Imagem: Ciro Saurius
Whatsapp
Facebook
Twitter
Instagram
Telegram

Por CLEBER VINICIUS DO AMARAL FELIPE*

Estão disponíveis conferências, com conteúdo inédito, que abordam a micro-história

É surpreendente a eficácia com a qual alguns disparates circulam pelas redes sociais/digitais/virtuais sem despertar a menor suspeita. Não fossem a ignorância e/ou a malícia, talvez encontrassem obstáculos mais efetivos pela frente. Dizer que professores universitários usufruem de férias prolongadas e remuneradas durante a pandemia, por exemplo, é um clichê com evidente propósito político que o leitor, possivelmente, leu/ouviu em algum lugar/momento. Nada mais distante da verdade, pois continuam a lecionar, desempenhar atividades administrativas, conduzir projetos de extensão, escrever artigos e livros, organizar palestras e mesas redondas, orientar alunos da graduação e da pós-graduação, compor comissões e colegiados, corrigir provas e trabalhos, preencher diários, preparar disciplinas, participar de reuniões, administrar atividades síncronas e assíncronas. A atual situação extraordinária demandou atividades de outro quilate, para muitos, quase extraterrestre: dominar recursos virtuais e plataformas digitais, manusear novos expedientes didáticos e metodológicos, protagonizar outras formas de interação e comunicação, adaptar-se à (con)fusão entre o serviço público e a vida privada.

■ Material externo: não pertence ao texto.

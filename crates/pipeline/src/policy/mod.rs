//! Policy Engine: content-policy validation against a cached rule set.
//!
//! Rules are fetched from a [`RuleSource`] and cached for a TTL. The cache is
//! replaced wholesale on refresh: it is either empty (never loaded) or holds
//! the complete active set as of its fetch instant. A failed refresh leaves
//! the previous state untouched and fails the validation, because content
//! that cannot be checked must not be treated as safe.

mod pattern;
mod rule;

use std::collections::BTreeMap;
use std::sync::Arc;
use std::time::Duration;

use serde::{Deserialize, Serialize};
use tokio::sync::Mutex;
use tokio::time::Instant;
use tracing::{debug, info, instrument, warn};

use crate::{GenerationError, RuleId};

pub use pattern::CompiledPattern;
pub use rule::{
    ContentRule, InMemoryRuleSource, PatternType, RuleSource, RuleSourceError, RuleType,
};

/// Reference lifetime of a fetched rule set.
pub const DEFAULT_RULE_TTL: Duration = Duration::from_secs(5 * 60);

// ---------------------------------------------------------------------------
// Results
// ---------------------------------------------------------------------------

/// A `hard_ban` match.
#[derive(Debug, Clone, PartialEq, Eq, Serialize, Deserialize)]
pub struct Violation {
    pub field: String,
    pub rule_type: RuleType,
    pub pattern: String,
}

/// A `soft_ban` match together with the preferred wording.
#[derive(Debug, Clone, PartialEq, Eq, Serialize, Deserialize)]
pub struct Suggestion {
    pub field: String,
    pub original: String,
    pub replacement: String,
}

/// Outcome of [`PolicyEngine::validate`].
#[derive(Debug, Clone, PartialEq, Eq, Serialize, Deserialize)]
pub struct ContentValidationResult {
    /// `true` when no `hard_ban` rule matched.
    pub is_valid: bool,
    pub violations: Vec<Violation>,
    pub suggestions: Vec<Suggestion>,
    /// The fields with `replacement` rules applied. Present only when
    /// `is_valid`; content that failed validation must not be persisted.
    #[serde(default, skip_serializing_if = "Option::is_none")]
    pub sanitized_content: Option<BTreeMap<String, String>>,
}

// ---------------------------------------------------------------------------
// Engine
// ---------------------------------------------------------------------------

#[derive(Debug)]
struct CachedRule {
    rule: ContentRule,
    pattern: CompiledPattern,
}

#[derive(Debug)]
struct RuleCache {
    rules: Arc<BTreeMap<RuleId, CachedRule>>,
    fetched_at: Instant,
}

/// Validates text fields against the active content-policy rules.
///
/// Construct once per process and share by `Arc`; the rule cache is owned
/// exclusively by the engine.
pub struct PolicyEngine {
    source: Arc<dyn RuleSource>,
    ttl: Duration,
    cache: Mutex<Option<RuleCache>>,
}

impl std::fmt::Debug for PolicyEngine {
    fn fmt(&self, f: &mut std::fmt::Formatter<'_>) -> std::fmt::Result {
        f.debug_struct("PolicyEngine")
            .field("ttl", &self.ttl)
            .finish_non_exhaustive()
    }
}

impl PolicyEngine {
    /// An engine with the reference five-minute cache TTL.
    pub fn new(source: Arc<dyn RuleSource>) -> Self {
        Self::with_ttl(source, DEFAULT_RULE_TTL)
    }

    pub fn with_ttl(source: Arc<dyn RuleSource>, ttl: Duration) -> Self {
        Self {
            source,
            ttl,
            cache: Mutex::new(None),
        }
    }

    /// Forces the next load to re-fetch from the source.
    pub async fn invalidate(&self) {
        *self.cache.lock().await = None;
    }

    /// Number of rules in the current cache (0 if never loaded).
    pub async fn rule_count(&self) -> usize {
        self.cache
            .lock()
            .await
            .as_ref()
            .map_or(0, |cache| cache.rules.len())
    }

    /// Returns the cached rules, re-fetching when older than the TTL.
    ///
    /// The cache lock is held across the fetch so concurrent callers wait for
    /// one refresh instead of issuing their own.
    #[instrument(skip(self), level = "debug")]
    async fn load_rules(&self) -> Result<Arc<BTreeMap<RuleId, CachedRule>>, GenerationError> {
        let mut cache = self.cache.lock().await;
        let now = Instant::now();

        if let Some(current) = cache.as_ref() {
            if now.duration_since(current.fetched_at) < self.ttl {
                return Ok(Arc::clone(&current.rules));
            }
        }

        let fetched = self.source.fetch_active_rules().await.map_err(|e| {
            warn!(error = %e, "failed to load content policy rules");
            GenerationError::RuleSourceUnavailable {
                message: e.to_string(),
            }
        })?;

        let mut rules = BTreeMap::new();
        for rule in fetched {
            let pattern = CompiledPattern::compile(&rule).map_err(|e| {
                warn!(rule_id = %rule.id, error = %e, "content policy rule has an invalid pattern");
                GenerationError::RuleSourceUnavailable {
                    message: format!("rule {} has an invalid pattern: {e}", rule.id),
                }
            })?;
            rules.insert(rule.id, CachedRule { rule, pattern });
        }

        info!(rules = rules.len(), "content policy rules loaded");
        let rules = Arc::new(rules);
        *cache = Some(RuleCache {
            rules: Arc::clone(&rules),
            fetched_at: now,
        });
        Ok(rules)
    }

    /// Checks every non-empty field against every active rule.
    ///
    /// Fails only when the rule set cannot be loaded.
    pub async fn validate(
        &self,
        fields: &BTreeMap<String, String>,
    ) -> Result<ContentValidationResult, GenerationError> {
        let rules = self.load_rules().await?;

        let mut violations = Vec::new();
        let mut suggestions = Vec::new();
        let mut sanitized = fields.clone();

        for (field, text) in fields {
            if text.is_empty() {
                continue;
            }

            for cached in rules.values() {
                if !cached.pattern.is_match(text) {
                    continue;
                }
                let rule = &cached.rule;
                match (rule.rule_type, rule.replacement.as_deref()) {
                    (RuleType::HardBan, _) => violations.push(Violation {
                        field: field.clone(),
                        rule_type: rule.rule_type,
                        pattern: rule.pattern.clone(),
                    }),
                    (RuleType::SoftBan, Some(replacement)) => suggestions.push(Suggestion {
                        field: field.clone(),
                        original: rule.pattern.clone(),
                        replacement: replacement.to_owned(),
                    }),
                    (RuleType::Replacement, Some(replacement)) => {
                        if let Some(working) = sanitized.get_mut(field) {
                            *working = cached.pattern.replace_all(working, replacement);
                        }
                    }
                    (RuleType::SoftBan | RuleType::Replacement, None) => {}
                }
            }
        }

        let is_valid = violations.is_empty();
        debug!(
            is_valid,
            violations = violations.len(),
            suggestions = suggestions.len(),
            "content validated"
        );

        Ok(ContentValidationResult {
            is_valid,
            violations,
            suggestions,
            sanitized_content: is_valid.then_some(sanitized),
        })
    }
}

Resta acrescentar que, depois do COVID-19, uma série de medidas foram tomadas na universidade, como a suspensão das aulas presenciais e, em seguida, a promoção do ensino remoto. Para respeitar os protocolos de segurança, docentes e alunos buscaram na tecnologia uma maneira de possibilitar o magistério, mesmo diante da ampla falta de habilidade no manuseio dos recursos virtuais. De forma repentina, nossa imagem foi convertida em megapixels e as vozes passaram a repercutir abafadas, entrecortadas e/ou metálicas, em fones de ouvido e caixas de som. A eficácia didática passou a depender da velocidade da internet, da qualidade do sinal de Wi-Fi e da tecnologia que docentes e discentes têm à sua disposição. Definitivamente, a projeção espectral não substitui a presença física, pois não elimina a ausência e impede certos afetos e sensibilidades pouco ou nada condizentes com o aparato digital. Ainda assim, não fossem os mecanismos de que dispomos, não teríamos condições de continuar a promover a cultura, os (des)encontros e a produção de material capaz de proporcionar pesquisas e aprendizado.

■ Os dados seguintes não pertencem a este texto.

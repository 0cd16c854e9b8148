//! The OpenRouter-compatible completion client.

use std::sync::Arc;

use async_trait::async_trait;
use pipeline::{
    CompletionProvider, CompletionRequest, CompletionResponse, GenerationError, ModelInfo,
};
use serde_json::{json, Value};
use tracing::{debug, error, info, instrument};

use crate::config::{OpenRouterConfig, ResolvedConfig};
use crate::redact::sanitize_for_logging;
use crate::request::{build_request_body, validate_request};
use crate::response::{map_http_error, parse_completion, parse_models};
use crate::retry::retry_with_backoff;
use crate::transport::{
    HttpMethod, HttpRequest, HttpTransport, ReqwestTransport, TransportError,
};

/// Chat-completions client for an OpenRouter-compatible endpoint.
///
/// Cheap to share behind an `Arc`; holds no per-request state.
pub struct OpenRouterClient {
    config: ResolvedConfig,
    transport: Arc<dyn HttpTransport>,
}

impl OpenRouterClient {
    /// Validates `config` and builds a client over a reqwest transport.
    pub fn new(config: OpenRouterConfig) -> Result<Self, GenerationError> {
        let config = config.resolve()?;
        let transport = ReqwestTransport::new(config.timeout).map_err(|e| {
            GenerationError::configuration("HTTP client could not be built")
                .with_details(json!({ "error": e.to_string() }))
        })?;
        Ok(Self {
            config,
            transport: Arc::new(transport),
        })
    }

    /// Validates `config` and builds a client over the given transport.
    pub fn with_transport(
        config: OpenRouterConfig,
        transport: Arc<dyn HttpTransport>,
    ) -> Result<Self, GenerationError> {
        Ok(Self {
            config: config.resolve()?,
            transport,
        })
    }

    fn headers(&self) -> Vec<(String, String)> {
        vec![
            (
                "Authorization".to_owned(),
                format!("Bearer {}", self.config.api_key),
            ),
            ("Content-Type".to_owned(), "application/json".to_owned()),
            ("HTTP-Referer".to_owned(), self.config.http_referer.clone()),
            ("X-Title".to_owned(), self.config.app_title.clone()),
        ]
    }

    /// One HTTP exchange bounded by the configured timeout. Returns the body
    /// of a 2xx response; everything else becomes a typed error.
    async fn execute(
        &self,
        method: HttpMethod,
        path: &str,
        body: Option<String>,
    ) -> Result<String, GenerationError> {
        let request = HttpRequest {
            method,
            url: format!("{}{}", self.config.base_url, path),
            headers: self.headers(),
            body,
        };

        let timeout = self.config.timeout;
        let response = match tokio::time::timeout(timeout, self.transport.send(request)).await {
            Err(_) | Ok(Err(TransportError::Timeout)) => {
                return Err(log_failure(path, GenerationError::Timeout { after: timeout }))
            }
            Ok(Err(TransportError::Network(message))) => {
                return Err(log_failure(
                    path,
                    GenerationError::Api {
                        status: 0,
                        message: "Network error occurred".to_owned(),
                        details: Some(json!({ "message": message })),
                    },
                ))
            }
            Ok(Ok(response)) => response,
        };

        if !response.is_success() {
            let err = map_http_error(
                response.status,
                response.retry_after.as_deref(),
                &response.body,
            );
            return Err(log_failure(path, err));
        }

        Ok(response.body)
    }

    async fn attempt(
        &self,
        request: &CompletionRequest,
        body: &str,
        attempt: u32,
    ) -> Result<CompletionResponse<Value>, GenerationError> {
        debug!(attempt = attempt + 1, "sending completion request");

        let text = self
            .execute(HttpMethod::Post, "/chat/completions", Some(body.to_owned()))
            .await?;
        let response = parse_completion(&text, request.response_format.as_ref())?;

        if let Some(validator) = &request.validator {
            if !validator.validate(&response.data).await? {
                return Err(GenerationError::validation("Response failed custom validation")
                    .with_details(json!({ "data": response.data })));
            }
        }

        Ok(response)
    }
}

/// Logs `err` with its details redacted and hands it back.
fn log_failure(path: &str, err: GenerationError) -> GenerationError {
    let details = err.details().map(sanitize_for_logging).unwrap_or(Value::Null);
    error!(
        path,
        kind = err.kind().as_str(),
        details = %details,
        error = %err,
        "provider request failed"
    );
    err
}

impl std::fmt::Debug for OpenRouterClient {
    fn fmt(&self, f: &mut std::fmt::Formatter<'_>) -> std::fmt::Result {
        f.debug_struct("OpenRouterClient")
            .field("config", &self.config)
            .finish_non_exhaustive()
    }
}

#[async_trait]
impl CompletionProvider for OpenRouterClient {
    #[instrument(
        skip(self, request),
        fields(messages = request.messages.len(), max_retries = request.max_retries)
    )]
    async fn complete(
        &self,
        request: CompletionRequest,
    ) -> Result<CompletionResponse<Value>, GenerationError> {
        validate_request(&request)?;
        let body = build_request_body(&request, &self.config)?.to_string();

        let request = &request;
        let body = body.as_str();
        let response = retry_with_backoff(request.max_retries, |attempt| {
            self.attempt(request, body, attempt)
        })
        .await?;

        info!(
            model = %response.metadata.model,
            total_tokens = response.metadata.usage.total_tokens.as_u64(),
            finish_reason = response.metadata.finish_reason.as_deref().unwrap_or(""),
            "completion succeeded"
        );
        Ok(response)
    }

    #[instrument(skip(self))]
    async fn list_models(&self) -> Result<Vec<ModelInfo>, GenerationError> {
        let text = self.execute(HttpMethod::Get, "/models", None).await?;
        let models = parse_models(&text).map_err(|e| log_failure("/models", e))?;
        debug!(count = models.len(), "listed provider models");
        Ok(models)
    }
}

Gostaria de mencionar e propalar um projeto, em particular: nos últimos quatro meses, com regularidade semanal, o coordenador do Laboratório de História do Trabalho, da Educação e da Violência (LAHTEV) da Universidade Federal de Uberlândia (UFU), prof. Dr. Deivy Ferreira Carneiro, entrevistou historiadores/pesquisadores que leciona(ra)m em universidades italianas, francesas, norte-americanas, brasileiras e que, ao longo da carreira, aderiram e/ou recorreram aos métodos e abordagens da micro-história. As entrevistas indagam sobre a formação, o lugar institucional e as pesquisas dos docentes Carlo Ginzburg, Maurizio Gribaudi, Simona Cerutti, Giovanni Levi, Angelo Torre, Marcos Bretas, Adriano Prosperi, Luís Augusto Farinatti, Jonas Vargas, Maíra Vendrame, Cláudia Viscardi, Osvaldo Raggio, João Fragoso, Sabina Loriga e Francesca Trivellato. Transmitidas em italiano, francês, espanhol, inglês e português, as conferências, com duração variada e conteúdo inédito, recompõem e entrelaçam trajetórias, delegam memórias e apresentam um contributo àqueles que se interessam pela abordagem, originalmente italiana, da micro-história, termo muito controvertido ou pouco explorado em universidades brasileiras. Não fossem a projeção de pixels, as plataformas digitais e os mecanismos de divulgação, não teríamos a satisfação de encontrar todos esses pesquisadores num mesmo locus, a falarem de temas comuns. A despeito da ausência corpórea, ao suprimir distâncias e repercutir espectros da cultura, tal empreitada demanda aplausos e problematização, afinal, o documento (nesse caso, oral/digital) torna-se fonte tão somente quando encontra quem possa indagá-lo.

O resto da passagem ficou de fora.